» What is being asked
Your task is to print each entry exactly as written.

» Exercise material
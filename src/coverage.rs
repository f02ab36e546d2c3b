//! Coverage report scanning
//!
//! Pulls a single `line-rate="<decimal>"` value out of a coverage report
//! (Cobertura-style). This is a string-pattern matcher, not an XML parser:
//! the first well-formed attribute in the first report wins.

use serde::Serialize;
use std::fs::File;
use std::io::{BufRead, BufReader};
use std::path::{Path, PathBuf};
use walkdir::WalkDir;

/// Attribute marker looked for in report lines.
const LINE_RATE_MARKER: &str = "line-rate=\"";

/// Default report file name emitted by the XPlat coverage collector.
pub const DEFAULT_REPORT_FILE_NAME: &str = "coverage.cobertura.xml";

/// A line-coverage ratio in `[0, 1]`.
#[derive(Debug, Clone, Copy, PartialEq, Default, Serialize)]
pub struct CoverageMeasurement {
    pub ratio: f64,
}

impl CoverageMeasurement {
    pub fn new(ratio: f64) -> Self {
        Self { ratio }
    }

    /// No report, or no usable attribute in it.
    pub fn unavailable() -> Self {
        Self { ratio: 0.0 }
    }

    /// Ratio as a percentage, for display.
    pub fn percent(&self) -> f64 {
        self.ratio * 100.0
    }

    /// Scan report text; missing marker means zero coverage.
    pub fn from_report_text(text: &str) -> Self {
        text.lines()
            .find_map(parse_line_rate)
            .map(Self::new)
            .unwrap_or_else(Self::unavailable)
    }
}

/// Extract the line-rate value from a single line, if it carries one.
///
/// Lines whose quoted value isn't a decimal in `[0, 1]` are treated as if the
/// marker were absent.
pub fn parse_line_rate(line: &str) -> Option<f64> {
    let start = line.find(LINE_RATE_MARKER)? + LINE_RATE_MARKER.len();
    let rest = &line[start..];
    let end = rest.find('"')?;
    let value: f64 = rest[..end].trim().parse().ok()?;
    if (0.0..=1.0).contains(&value) {
        Some(value)
    } else {
        None
    }
}

/// All files named `file_name` under `results_dir`, sorted by path.
pub fn find_reports(results_dir: &Path, file_name: &str) -> Vec<PathBuf> {
    if !results_dir.exists() {
        return Vec::new();
    }
    let mut reports: Vec<PathBuf> = WalkDir::new(results_dir)
        .follow_links(false)
        .into_iter()
        .filter_map(|e| e.ok())
        .filter(|e| e.file_type().is_file() && e.file_name() == file_name)
        .map(|e| e.into_path())
        .collect();
    reports.sort();
    reports
}

/// Read one report line by line, stopping at the first match.
pub fn read_report(path: &Path) -> std::io::Result<CoverageMeasurement> {
    let reader = BufReader::new(File::open(path)?);
    for line in reader.lines() {
        if let Some(ratio) = parse_line_rate(&line?) {
            return Ok(CoverageMeasurement::new(ratio));
        }
    }
    Ok(CoverageMeasurement::unavailable())
}

/// Coverage observed in a results directory.
///
/// Only the first discovered report is read. Missing or unreadable reports
/// degrade to zero coverage with a warning; they never fail the pipeline.
pub fn measure(results_dir: &Path, file_name: &str) -> CoverageMeasurement {
    let reports = find_reports(results_dir, file_name);
    let Some(first) = reports.first() else {
        tracing::warn!(
            dir = %results_dir.display(),
            "no {} found; treating coverage as 0",
            file_name
        );
        return CoverageMeasurement::unavailable();
    };

    match read_report(first) {
        Ok(measurement) => {
            tracing::debug!(report = %first.display(), ratio = measurement.ratio, "parsed coverage report");
            measurement
        }
        Err(err) => {
            tracing::warn!(report = %first.display(), "failed to read coverage report: {}", err);
            CoverageMeasurement::unavailable()
        }
    }
}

» Solution to this task
filename src/coverage.rs
repository f02ab36e546d2c3b
//! Coverage report scanning
//!
//! Pulls a single `line-rate="<decimal>"` value out of a coverage report
//! (Cobertura-style). This is a string-pattern matcher, not an XML parser:
//! the first well-formed attribute in the first report wins.

use serde::Serialize;
use std::fs::File;
use std::io::{BufRead, BufReader};
use std::path::{Path, PathBuf};
use walkdir::WalkDir;

/// Attribute marker looked for in report lines.
const LINE_RATE_MARKER: &str = "line-rate=\"";

/// Default report file name emitted by the XPlat coverage collector.
pub const DEFAULT_REPORT_FILE_NAME: &str = "coverage.cobertura.xml";

/// A line-coverage ratio in `[0, 1]`.
#[derive(Debug, Clone, Copy, PartialEq, Default, Serialize)]
pub struct CoverageMeasurement {
    pub ratio: f64,
}

impl CoverageMeasurement {
    pub fn new(ratio: f64) -> Self {
        Self { ratio }
    }

    /// No report, or no usable attribute in it.
    pub fn unavailable() -> Self {
        Self { ratio: 0.0 }
    }

    /// Ratio as a percentage, for display.
    pub fn percent(&self) -> f64 {
        self.ratio * 100.0
    }

    /// Scan report text; missing marker means zero coverage.
    pub fn from_report_text(text: &str) -> Self {
        text.lines()
            .find_map(parse_line_rate)
            .map(Self::new)
            .unwrap_or_else(Self::unavailable)
    }
}

/// Extract the line-rate value from a single line, if it carries one.
///
/// Lines whose quoted value isn't a decimal in `[0, 1]` are treated as if the
/// marker were absent.
pub fn parse_line_rate(line: &str) -> Option<f64> {
    let start = line.find(LINE_RATE_MARKER)? + LINE_RATE_MARKER.len();
    let rest = &line[start..];
    let end = rest.find('"')?;
    let value: f64 = rest[..end].trim().parse().ok()?;
    if (0.0..=1.0).contains(&value) {
        Some(value)
    } else {
        None
    }
}

/// All files named `file_name` under `results_dir`, sorted by path.
pub fn find_reports(results_dir: &Path, file_name: &str) -> Vec<PathBuf> {
    if !results_dir.exists() {
        return Vec::new();
    }
    let mut reports: Vec<PathBuf> = WalkDir::new(results_dir)
        .follow_links(false)
        .into_iter()
        .filter_map(|e| e.ok())
        .filter(|e| e.file_type().is_file() && e.file_name() == file_name)
        .map(|e| e.into_path())
        .collect();
    reports.sort();
    reports
}

/// Read one report line by line, stopping at the first match.
pub fn read_report(path: &Path) -> std::io::Result<CoverageMeasurement> {
    let reader = BufReader::new(File::open(path)?);
    for line in reader.lines() {
        if let Some(ratio) = parse_line_rate(&line?) {
            return Ok(CoverageMeasurement::new(ratio));
        }
    }
    Ok(CoverageMeasurement::unavailable())
}

/// Coverage observed in a results directory.
///
/// Only the first discovered report is read. Missing or unreadable reports
/// degrade to zero coverage with a warning; they never fail the pipeline.
pub fn measure(results_dir: &Path, file_name: &str) -> CoverageMeasurement {
    let reports = find_reports(results_dir, file_name);
    let Some(first) = reports.first() else {
        tracing::warn!(
            dir = %results_dir.display(),
            "no {} found; treating coverage as 0",
            file_name
        );
        return CoverageMeasurement::unavailable();
    };

    match read_report(first) {
        Ok(measurement) => {
            tracing::debug!(report = %first.display(), ratio = measurement.ratio, "parsed coverage report");
            measurement
        }
        Err(err) => {
            tracing::warn!(report = %first.display(), "failed to read coverage report: {}", err);
            CoverageMeasurement::unavailable()
        }
    }
}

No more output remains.